Dataset entries
________________________
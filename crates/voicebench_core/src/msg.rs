use std::time::Duration;

use crate::{EntityId, StatusReport, TrackedEntity};

/// Inputs to a list view. `now` values come from the runtime's clock.
#[derive(Debug, Clone, PartialEq)]
pub enum Msg<E: TrackedEntity> {
    /// The view became visible; starts the initial list fetch.
    Mounted,
    /// Initial list fetch finished.
    Loaded {
        result: Result<Vec<E>, String>,
        now: Duration,
    },
    /// Poll timer fired.
    Tick { now: Duration },
    /// One status fetch finished.
    StatusFetched {
        id: EntityId,
        result: Result<StatusReport<E::Status>, String>,
    },
    /// User flipped the active switch on a row.
    ToggleActive { id: EntityId },
    /// User saved the edit dialog.
    EditSubmitted { id: EntityId, patch: E::Patch },
    /// Server answered a toggle or edit.
    MutationFinished {
        id: EntityId,
        result: Result<E, String>,
        now: Duration,
    },
    /// User submitted the create dialog.
    CreateSubmitted { draft: E::Draft },
    Created {
        result: Result<E, String>,
        now: Duration,
    },
    /// User confirmed deletion of a row.
    DeleteClicked { id: EntityId },
    DeleteFinished {
        id: EntityId,
        result: Result<(), String>,
    },
    /// User re-ran the row's background job (generate, verify, preview).
    ActionTriggered { id: EntityId },
    TriggerFinished {
        id: EntityId,
        result: Result<(), String>,
        now: Duration,
    },
    /// The view went away; nothing is processed afterwards.
    Unmounted,
}
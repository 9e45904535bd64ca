//! Browser driver capability surface.
//!
//! The engine never talks to Chrome directly; it drives these traits. The
//! CDP-backed implementation lives in `stepwright-browser`, and tests supply
//! scripted implementations.

use std::path::Path;
use std::sync::Arc;
use std::time::Duration;

use async_trait::async_trait;
use thiserror::Error;

/// Errors surfaced by a browser driver.
///
/// All variants are treated as transient by the step executor and retried up
/// to the per-step budget; fail-fast conditions (missing configuration, IO)
/// are represented on [`crate::RunError`] instead.
#[derive(Debug, Error)]
pub enum DriverError {
    #[error("Element not found: {0}")]
    ElementNotFound(String),

    #[error("Timeout: {0}")]
    Timeout(String),

    #[error("Navigation failed: {0}")]
    Navigation(String),

    #[error("Browser connection lost: {0}")]
    Connection(String),

    #[error("Screenshot failed: {0}")]
    Screenshot(String),

    #[error("Driver failure: {0}")]
    Other(String),
}

/// A handle to one element on the current page.
#[async_trait]
pub trait ElementRef: Send + Sync {
    /// Visible text of the element.
    async fn text(&self) -> Result<String, DriverError>;

    /// Lowercased tag name (`button`, `a`, `input`, ...).
    async fn tag_name(&self) -> Result<String, DriverError>;

    /// Attribute value, if present.
    async fn attribute(&self, name: &str) -> Result<Option<String>, DriverError>;

    async fn scroll_into_view(&self) -> Result<(), DriverError>;

    async fn click(&self) -> Result<(), DriverError>;

    /// Replace the element's value in one operation.
    async fn fill(&self, text: &str) -> Result<(), DriverError>;

    /// Clear the element, then enter `text` character by character with the
    /// given inter-character delay.
    async fn type_text(&self, text: &str, delay: Duration) -> Result<(), DriverError>;
}

/// One browser page: navigation, waits, element lookup, screenshots.
#[async_trait]
pub trait PageDriver: Send + Sync {
    async fn goto(&self, url: &str) -> Result<(), DriverError>;

    async fn wait_for_dom_ready(&self) -> Result<(), DriverError>;

    async fn wait_for_network_idle(&self) -> Result<(), DriverError>;

    /// Wait until `selector` resolves to a visible element, up to `timeout`.
    async fn wait_for_selector(
        &self,
        selector: &str,
        timeout: Duration,
    ) -> Result<Box<dyn ElementRef>, DriverError>;

    /// All elements currently matching `selectors` (comma-separated group).
    async fn query_all(&self, selectors: &str) -> Result<Vec<Box<dyn ElementRef>>, DriverError>;

    async fn current_url(&self) -> Result<String, DriverError>;

    /// Capture the viewport as a PNG at `path`.
    async fn screenshot(&self, path: &Path) -> Result<(), DriverError>;
}

/// Owner of one browser session.
///
/// `open` is idempotent: a live session is reused, a closed one is
/// relaunched. This is what lets two test cases share an authenticated
/// session when the first one is run with `close_after = false`.
#[async_trait]
pub trait SessionProvider: Send + Sync {
    async fn open(&self) -> Result<Arc<dyn PageDriver>, DriverError>;

    async fn close(&self) -> Result<(), DriverError>;
}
________________________
◆ Description of the task ◆
In the entries above, which lines hold the word "failed"? Copy them out.

◆ Response area ◆
    #[error("Navigation failed: {0}")]
    #[error("Screenshot failed: {0}")]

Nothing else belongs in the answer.